BEGIN Data for this task

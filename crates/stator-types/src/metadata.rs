//! Open metadata mapping attached to every tracked entity.
//!
//! Metadata accumulates across transitions: hook-returned deltas are merged
//! in, and the engine records diagnostics under reserved keys. It is never
//! wholesale-replaced, only merged, so a key survives until a later delta
//! overwrites it.

use std::collections::HashMap;

use serde_json::Value;

/// Mapping from string keys to arbitrary JSON values.
pub type Metadata = HashMap<String, Value>;

/// Reserved key under which the engine records unknown-state diagnostics
/// (condition, source state, args, timestamp).
pub const UNKNOWN_STATE_KEY: &str = "unknown_state";

/// Reserved key under which the engine records callback failure diagnostics
/// (condition, source state, destination, error message, timestamp).
pub const CALLBACK_ERROR_KEY: &str = "callback_error";

/// Merge `delta` into `target`.
///
/// New keys are added and conflicting keys are overwritten; keys absent
/// from `delta` survive untouched.
pub fn merge(target: &mut Metadata, delta: Metadata) {
    for (key, value) in delta {
        target.insert(key, value);
    }
}

#[cfg(test)]
mod tests {
    use super::*;
    use serde_json::json;

    #[test]
    fn merge_adds_new_keys() {
        let mut target = Metadata::new();
        target.insert("a".to_string(), json!(1));

        merge(&mut target, Metadata::from([("b".to_string(), json!(2))]));

        assert_eq!(target.get("a"), Some(&json!(1)));
        assert_eq!(target.get("b"), Some(&json!(2)));
    }

    #[test]
    fn merge_overwrites_conflicting_keys() {
        let mut target = Metadata::from([("a".to_string(), json!("old"))]);

        merge(&mut target, Metadata::from([("a".to_string(), json!("new"))]));

        assert_eq!(target.get("a"), Some(&json!("new")));
    }

    #[test]
    fn merge_of_empty_delta_is_a_noop() {
        let mut target = Metadata::from([("a".to_string(), json!(true))]);

        merge(&mut target, Metadata::new());

        assert_eq!(target.len(), 1);
        assert_eq!(target.get("a"), Some(&json!(true)));
    }
}
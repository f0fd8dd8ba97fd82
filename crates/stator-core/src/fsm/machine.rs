//! The transition engine: owns one entity's state and executes labeled
//! transitions against it.
//!
//! A transition attempt runs as a single exclusive critical section:
//! table lookup, before-hook, speculative state change, persistence, and
//! after-hook all happen under the entity's write lock. The retry loop
//! around it releases the lock between attempts and races each backoff
//! wait against the caller's cancellation token.

use chrono::Utc;
use serde_json::{Value, json};
use tokio::sync::RwLock;
use tokio_util::sync::CancellationToken;

use stator_types::callback::{CallbackResult, CallbackStatus};
use stator_types::error::{MachineError, RepositoryError};
use stator_types::metadata::{self, CALLBACK_ERROR_KEY, Metadata, UNKNOWN_STATE_KEY};

use crate::repository::entity::EntityRepository;

use super::hooks::{HookPhase, HookRegistry, UnknownStateResolver};
use super::options::TransitionOptions;
use super::table::TransitionTable;

// ---------------------------------------------------------------------------
// MachineState
// ---------------------------------------------------------------------------

/// Mutable engine state guarded by the entity lock.
struct MachineState {
    current: String,
    table: TransitionTable,
    metadata: Metadata,
    hooks: HookRegistry,
}

// ---------------------------------------------------------------------------
// StateMachine
// ---------------------------------------------------------------------------

/// One tracked entity and its transition engine.
///
/// Generic over `R: EntityRepository` so any storage backend can record the
/// entity's snapshots. Every read or mutation of engine state is serialized
/// by a single reader/writer lock: registration takes it exclusively,
/// accessors take it shared, and a full transition attempt runs as one
/// exclusive critical section. Hooks therefore run while the entity is
/// locked -- at most one attempt is in flight per entity, at the cost of
/// blocking all other operations (including state reads) for the duration
/// of hook execution and the persistence call.
pub struct StateMachine<R: EntityRepository> {
    id: String,
    repo: R,
    resolver: Option<UnknownStateResolver>,
    state: RwLock<MachineState>,
}

impl<R: EntityRepository> StateMachine<R> {
    /// Create a machine in `initial_state` with an empty table and metadata.
    ///
    /// Without a resolver, a hook reporting an unknown outcome still aborts
    /// the transition but leaves the current state unchanged.
    pub fn new(
        id: impl Into<String>,
        initial_state: impl Into<String>,
        repo: R,
        resolver: Option<UnknownStateResolver>,
    ) -> Self {
        Self {
            id: id.into(),
            repo,
            resolver,
            state: RwLock::new(MachineState {
                current: initial_state.into(),
                table: TransitionTable::new(),
                metadata: Metadata::new(),
                hooks: HookRegistry::default(),
            }),
        }
    }

    /// Rebuild a machine from its persisted snapshot.
    ///
    /// Hydrates the current state and metadata from the repository;
    /// transition edges and hooks are runtime registrations and must be
    /// re-added by the caller. Fails with [`RepositoryError::NotFound`]
    /// when the repository has no record for `id`.
    pub async fn restore(
        id: impl Into<String>,
        repo: R,
        resolver: Option<UnknownStateResolver>,
    ) -> Result<Self, RepositoryError> {
        let id = id.into();
        let record = repo.load(&id).await?;
        Ok(Self {
            id,
            repo,
            resolver,
            state: RwLock::new(MachineState {
                current: record.state,
                table: TransitionTable::new(),
                metadata: record.metadata,
                hooks: HookRegistry::default(),
            }),
        })
    }

    /// Entity id.
    pub fn id(&self) -> &str {
        &self.id
    }

    // -----------------------------------------------------------------------
    // Registration
    // -----------------------------------------------------------------------

    /// Register a transition edge.
    ///
    /// Last-write-wins: re-registering a (from, condition) pair replaces
    /// the earlier destination.
    pub async fn add_transition(&self, from: &str, to: &str, condition: &str) {
        let mut state = self.state.write().await;
        state.table.insert(from, to, condition);
    }

    /// Bind the before-hook for a condition; re-registration replaces.
    pub async fn register_before(
        &self,
        condition: &str,
        hook: impl Fn(&str, &str, &str, &Value) -> CallbackResult + Send + Sync + 'static,
    ) {
        let mut state = self.state.write().await;
        state
            .hooks
            .register(HookPhase::Before, condition, std::sync::Arc::new(hook));
    }

    /// Bind the after-hook for a condition; re-registration replaces.
    pub async fn register_after(
        &self,
        condition: &str,
        hook: impl Fn(&str, &str, &str, &Value) -> CallbackResult + Send + Sync + 'static,
    ) {
        let mut state = self.state.write().await;
        state
            .hooks
            .register(HookPhase::After, condition, std::sync::Arc::new(hook));
    }

    // -----------------------------------------------------------------------
    // Accessors
    // -----------------------------------------------------------------------

    /// Snapshot of the current state, taken under the shared lock.
    pub async fn current(&self) -> String {
        self.state.read().await.current.clone()
    }

    /// Defensive copy of the metadata mapping; mutating it cannot affect
    /// the engine.
    pub async fn metadata(&self) -> Metadata {
        self.state.read().await.metadata.clone()
    }

    // -----------------------------------------------------------------------
    // Transition execution
    // -----------------------------------------------------------------------

    /// Execute the transition labeled `condition`, retrying per `options`.
    ///
    /// Runs up to `max_retries + 1` attempts. An `UnknownState` outcome is
    /// terminal regardless of remaining budget (the machine does not know
    /// how to proceed; repeating the attempt cannot change that), and a
    /// missing table entry returns `InvalidTransition` immediately -- it is
    /// a configuration error, not a transient fault. Between attempts the
    /// backoff wait races the caller's cancellation token; cancellation
    /// wins by returning [`MachineError::Cancelled`] and discarding the
    /// remaining budget. When the budget is exhausted the engine returns
    /// [`MachineError::MaxRetriesExceeded`], superseding the last concrete
    /// cause -- the diagnostic metadata carries the detail.
    pub async fn transition(
        &self,
        cancel: &CancellationToken,
        condition: &str,
        args: Value,
        options: TransitionOptions,
    ) -> Result<(), MachineError> {
        for attempt in 0..=options.max_retries {
            match self.execute_transition(condition, &args).await {
                Ok(()) => return Ok(()),
                Err(err @ MachineError::UnknownState { .. }) => return Err(err),
                Err(err @ MachineError::InvalidTransition { .. }) => return Err(err),
                Err(err) if attempt < options.max_retries => {
                    let delay = (options.backoff)(attempt);
                    tracing::debug!(
                        entity_id = %self.id,
                        condition,
                        attempt,
                        delay_ms = delay.as_millis() as u64,
                        error = %err,
                        "transition attempt failed, backing off"
                    );
                    tokio::select! {
                        _ = tokio::time::sleep(delay) => {}
                        _ = cancel.cancelled() => return Err(MachineError::Cancelled),
                    }
                }
                Err(_) => break,
            }
        }
        Err(MachineError::MaxRetriesExceeded)
    }

    /// One transition attempt under the exclusive entity lock.
    async fn execute_transition(&self, condition: &str, args: &Value) -> Result<(), MachineError> {
        let mut state = self.state.write().await;

        let from = state.current.clone();
        let Some(to) = state.table.target(&from, condition).map(str::to_string) else {
            return Err(MachineError::InvalidTransition {
                from,
                condition: condition.to_string(),
            });
        };

        // Before-hook: runs ahead of the state change, so a failure or an
        // unknown outcome leaves the current state untouched.
        if let Some(hook) = state.hooks.get(HookPhase::Before, condition).cloned() {
            let result = hook(condition, &from, &to, args);
            match result.status {
                CallbackStatus::Failure => {
                    return Err(self.record_callback_failure(
                        &mut state,
                        condition,
                        &from,
                        &to,
                        result.message,
                    ));
                }
                CallbackStatus::Unknown => {
                    return Err(self
                        .resolve_unknown_state(&mut state, condition, &from, args)
                        .await);
                }
                CallbackStatus::Success | CallbackStatus::Retry => {
                    if let Some(delta) = result.metadata {
                        metadata::merge(&mut state.metadata, delta);
                    }
                }
            }
        }

        // Speculative state change; durable only once the save succeeds.
        state.current = to.clone();
        if let Err(err) = self.repo.save(&self.id, &state.current, &state.metadata).await {
            state.current = from.clone(); // Rollback
            tracing::warn!(
                entity_id = %self.id,
                condition,
                from = %from,
                to = %to,
                error = %err,
                "persistence failed, state rolled back"
            );
            return Err(MachineError::Persistence(err));
        }

        // After-hook: the state change above is already committed, so a
        // failure or unknown outcome here is reported to the caller without
        // rolling the persisted state back.
        if let Some(hook) = state.hooks.get(HookPhase::After, condition).cloned() {
            let result = hook(condition, &from, &to, args);
            match result.status {
                CallbackStatus::Failure => {
                    return Err(self.record_callback_failure(
                        &mut state,
                        condition,
                        &from,
                        &to,
                        result.message,
                    ));
                }
                CallbackStatus::Unknown => {
                    return Err(self
                        .resolve_unknown_state(&mut state, condition, &from, args)
                        .await);
                }
                CallbackStatus::Success | CallbackStatus::Retry => {
                    if let Some(delta) = result.metadata {
                        metadata::merge(&mut state.metadata, delta);
                    }
                }
            }
        }

        tracing::debug!(
            entity_id = %self.id,
            condition,
            from = %from,
            to = %to,
            "transition committed"
        );
        Ok(())
    }

    /// Record callback failure diagnostics under the reserved key and build
    /// the error returned to the caller.
    fn record_callback_failure(
        &self,
        state: &mut MachineState,
        condition: &str,
        from: &str,
        to: &str,
        message: String,
    ) -> MachineError {
        state.metadata.insert(
            CALLBACK_ERROR_KEY.to_string(),
            json!({
                "condition": condition,
                "from": from,
                "to": to,
                "error": message,
                "timestamp": Utc::now().to_rfc3339(),
            }),
        );
        MachineError::Callback { message }
    }

    /// Resolve an unknown outcome: hand the decision to the resolver (if
    /// any), persist the resolved state best-effort, and record diagnostics.
    ///
    /// The save here is deliberately fire-and-forget: the machine must not
    /// get stuck merely because a diagnostic write failed. Its error is
    /// logged and discarded.
    async fn resolve_unknown_state(
        &self,
        state: &mut MachineState,
        condition: &str,
        from: &str,
        args: &Value,
    ) -> MachineError {
        if let Some(resolver) = &self.resolver {
            state.current = resolver(from, condition, args);
            if let Err(err) = self.repo.save(&self.id, &state.current, &state.metadata).await {
                tracing::warn!(
                    entity_id = %self.id,
                    condition,
                    resolved_state = %state.current,
                    error = %err,
                    "best-effort save after unknown-state resolution failed"
                );
            }
        }

        state.metadata.insert(
            UNKNOWN_STATE_KEY.to_string(),
            json!({
                "condition": condition,
                "from": from,
                "args": args,
                "timestamp": Utc::now().to_rfc3339(),
            }),
        );
        MachineError::UnknownState {
            condition: condition.to_string(),
        }
    }
}

impl<R: EntityRepository> std::fmt::Debug for StateMachine<R> {
    fn fmt(&self, f: &mut std::fmt::Formatter<'_>) -> std::fmt::Result {
        f.debug_struct("StateMachine").field("id", &self.id).finish()
    }
}

// ---------------------------------------------------------------------------
// Tests
// ---------------------------------------------------------------------------
//! Callback protocol: the vocabulary hooks use to report back to the engine.

use std::time::Duration;

use crate::metadata::Metadata;

/// Outcome classification reported by a hook invocation.
///
/// The status is the sole authority for control flow; the message and
/// metadata on [`CallbackResult`] are advisory.
#[derive(Debug, Clone, Copy, PartialEq, Eq, Hash)]
pub enum CallbackStatus {
    /// The hook completed and the transition may proceed.
    Success,
    /// The hook explicitly failed; the attempt is aborted and may be retried.
    Failure,
    /// The hook cannot classify the outcome; external resolution is required.
    Unknown,
    /// The hook asks for another attempt. Treated like `Success` by the
    /// single-attempt executor; the retry loop's budget governs re-runs.
    Retry,
}

/// Value returned by every hook invocation.
#[derive(Debug, Clone)]
pub struct CallbackResult {
    /// Outcome classification. Drives all engine control flow.
    pub status: CallbackStatus,
    /// Human-readable description of the outcome.
    pub message: String,
    /// Optional metadata delta, merged into the entity's metadata when the
    /// status is `Success` or `Retry`.
    pub metadata: Option<Metadata>,
    /// Suggested wait before a retry. Advisory only: the engine's actual
    /// wait comes from the caller's backoff function.
    pub retry_after: Option<Duration>,
}

impl CallbackResult {
    /// A successful outcome with no message or metadata.
    pub fn success() -> Self {
        Self {
            status: CallbackStatus::Success,
            message: String::new(),
            metadata: None,
            retry_after: None,
        }
    }

    /// An explicit failure carrying a message for the diagnostic trail.
    pub fn failure(message: impl Into<String>) -> Self {
        Self {
            status: CallbackStatus::Failure,
            message: message.into(),
            metadata: None,
            retry_after: None,
        }
    }

    /// An unknown outcome requiring external resolution.
    pub fn unknown(message: impl Into<String>) -> Self {
        Self {
            status: CallbackStatus::Unknown,
            message: message.into(),
            metadata: None,
            retry_after: None,
        }
    }

    /// A request for another attempt.
    pub fn retry(message: impl Into<String>) -> Self {
        Self {
            status: CallbackStatus::Retry,
            message: message.into(),
            metadata: None,
            retry_after: None,
        }
    }

    /// Attach a metadata delta to the result.
    pub fn with_metadata(mut self, metadata: Metadata) -> Self {
        self.metadata = Some(metadata);
        self
    }

    /// Attach a suggested retry delay to the result.
    pub fn with_retry_after(mut self, delay: Duration) -> Self {
        self.retry_after = Some(delay);
        self
    }
}
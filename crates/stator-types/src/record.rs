//! Persisted entity snapshot.

use serde::{Deserialize, Serialize};

use crate::metadata::Metadata;

/// The snapshot a storage collaborator keeps for one entity: the current
/// state label plus accumulated metadata.
///
/// No on-disk or wire layout is mandated -- implementations encode the
/// record however they choose; the serde derives are a convenience for
/// backends that serialize it directly.
#[derive(Debug, Clone, PartialEq, Serialize, Deserialize)]
pub struct EntityRecord {
    /// Current state label.
    pub state: String,
    /// Accumulated metadata mapping.
    #[serde(default)]
    pub metadata: Metadata,
}

impl EntityRecord {
    /// Create a record from a state label and metadata mapping.
    pub fn new(state: impl Into<String>, metadata: Metadata) -> Self {
        Self {
            state: state.into(),
            metadata,
        }
    }
}

#[cfg(test)]
mod tests {
    use super::*;
    use serde_json::json;

    #[test]
    fn roundtrips_through_json() {
        let record = EntityRecord::new(
            "processing",
            Metadata::from([("order_id".to_string(), json!("order-1"))]),
        );

        let encoded = serde_json::to_string(&record).unwrap();
        let decoded: EntityRecord = serde_json::from_str(&encoded).unwrap();

        assert_eq!(decoded, record);
    }

    #[test]
    fn metadata_defaults_to_empty_when_absent() {
        let decoded: EntityRecord = serde_json::from_str(r#"{"state":"created"}"#).unwrap();
        assert_eq!(decoded.state, "created");
        assert!(decoded.metadata.is_empty());
    }
}
//! Shared domain types for Stator.
//!
//! This crate contains the types that cross crate boundaries: the callback
//! protocol vocabulary, the open metadata mapping with its reserved
//! diagnostic keys, the persisted entity snapshot, and the error taxonomies.
//!
//! Zero infrastructure dependencies -- only serde and thiserror.

pub mod callback;
pub mod error;
pub mod metadata;
pub mod record;
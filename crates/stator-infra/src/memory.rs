//! In-memory entity repository.
//!
//! Reference implementation of `EntityRepository` for tests and wiring
//! examples. Snapshots live in a concurrent map; records are cloned on
//! both save and load so callers never alias the stored data.

use dashmap::DashMap;

use stator_core::repository::entity::EntityRepository;
use stator_types::error::RepositoryError;
use stator_types::metadata::Metadata;
use stator_types::record::EntityRecord;

/// In-memory `EntityRepository` backed by a concurrent map.
#[derive(Debug, Default)]
pub struct InMemoryEntityRepository {
    records: DashMap<String, EntityRecord>,
}

impl InMemoryEntityRepository {
    /// Create an empty repository.
    pub fn new() -> Self {
        Self::default()
    }

    /// Number of stored entities.
    pub fn len(&self) -> usize {
        self.records.len()
    }

    /// Whether no entities are stored.
    pub fn is_empty(&self) -> bool {
        self.records.is_empty()
    }
}

impl EntityRepository for InMemoryEntityRepository {
    async fn save(
        &self,
        id: &str,
        state: &str,
        metadata: &Metadata,
    ) -> Result<(), RepositoryError> {
        self.records
            .insert(id.to_string(), EntityRecord::new(state, metadata.clone()));
        Ok(())
    }

    async fn load(&self, id: &str) -> Result<EntityRecord, RepositoryError> {
        self.records
            .get(id)
            .map(|entry| entry.value().clone())
            .ok_or(RepositoryError::NotFound)
    }
}

#[cfg(test)]
mod tests {
    use super::*;
    use serde_json::json;

    #[tokio::test]
    async fn save_then_load_roundtrips() {
        let repo = InMemoryEntityRepository::new();
        let metadata = Metadata::from([("order_id".to_string(), json!("order-1"))]);

        repo.save("order-1", "processing", &metadata).await.unwrap();
        let record = repo.load("order-1").await.unwrap();

        assert_eq!(record.state, "processing");
        assert_eq!(record.metadata, metadata);
    }

    #[tokio::test]
    async fn load_of_unknown_id_fails_with_not_found() {
        let repo = InMemoryEntityRepository::new();

        let err = repo.load("ghost").await.unwrap_err();

        assert!(matches!(err, RepositoryError::NotFound));
    }

    #[tokio::test]
    async fn save_is_an_upsert() {
        let repo = InMemoryEntityRepository::new();

        repo.save("order-1", "created", &Metadata::new()).await.unwrap();
        repo.save("order-1", "processing", &Metadata::new()).await.unwrap();

        assert_eq!(repo.len(), 1);
        assert_eq!(repo.load("order-1").await.unwrap().state, "processing");
    }

    #[tokio::test]
    async fn engine_persists_through_in_memory_repository() {
        use std::sync::Arc;
        use stator_core::fsm::machine::StateMachine;
        use stator_core::fsm::options::TransitionOptions;
        use stator_types::callback::CallbackResult;
        use tokio_util::sync::CancellationToken;

        let repo = Arc::new(InMemoryEntityRepository::new());
        let machine = StateMachine::new("order-1", "created", Arc::clone(&repo), None);
        machine.add_transition("created", "processing", "process").await;
        machine
            .register_before("process", |_, _, _, _| {
                CallbackResult::success()
                    .with_metadata(Metadata::from([("charge_id".to_string(), json!("ch_1"))]))
            })
            .await;

        machine
            .transition(
                &CancellationToken::new(),
                "process",
                json!({"amount": 42}),
                TransitionOptions::default(),
            )
            .await
            .unwrap();

        let record = repo.load("order-1").await.unwrap();
        assert_eq!(record.state, "processing");
        assert_eq!(record.metadata.get("charge_id"), Some(&json!("ch_1")));
    }

    #[tokio::test]
    async fn loaded_record_is_a_copy() {
        let repo = InMemoryEntityRepository::new();
        repo.save("order-1", "created", &Metadata::new()).await.unwrap();

        let mut record = repo.load("order-1").await.unwrap();
        record.state = "tampered".to_string();
        record.metadata.insert("x".to_string(), json!(1));

        let reloaded = repo.load("order-1").await.unwrap();
        assert_eq!(reloaded.state, "created");
        assert!(reloaded.metadata.is_empty());
    }
}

END Data for this task

> Required action:
Each line above that includes "StateMachine" should be shown.

> Reply to the task:
// StateMachine
pub struct StateMachine<R: EntityRepository> {
impl<R: EntityRepository> StateMachine<R> {
impl<R: EntityRepository> std::fmt::Debug for StateMachine<R> {
        f.debug_struct("StateMachine").field("id", &self.id).finish()
        use stator_core::fsm::machine::StateMachine;
        let machine = StateMachine::new("order-1", "created", Arc::clone(&repo), None);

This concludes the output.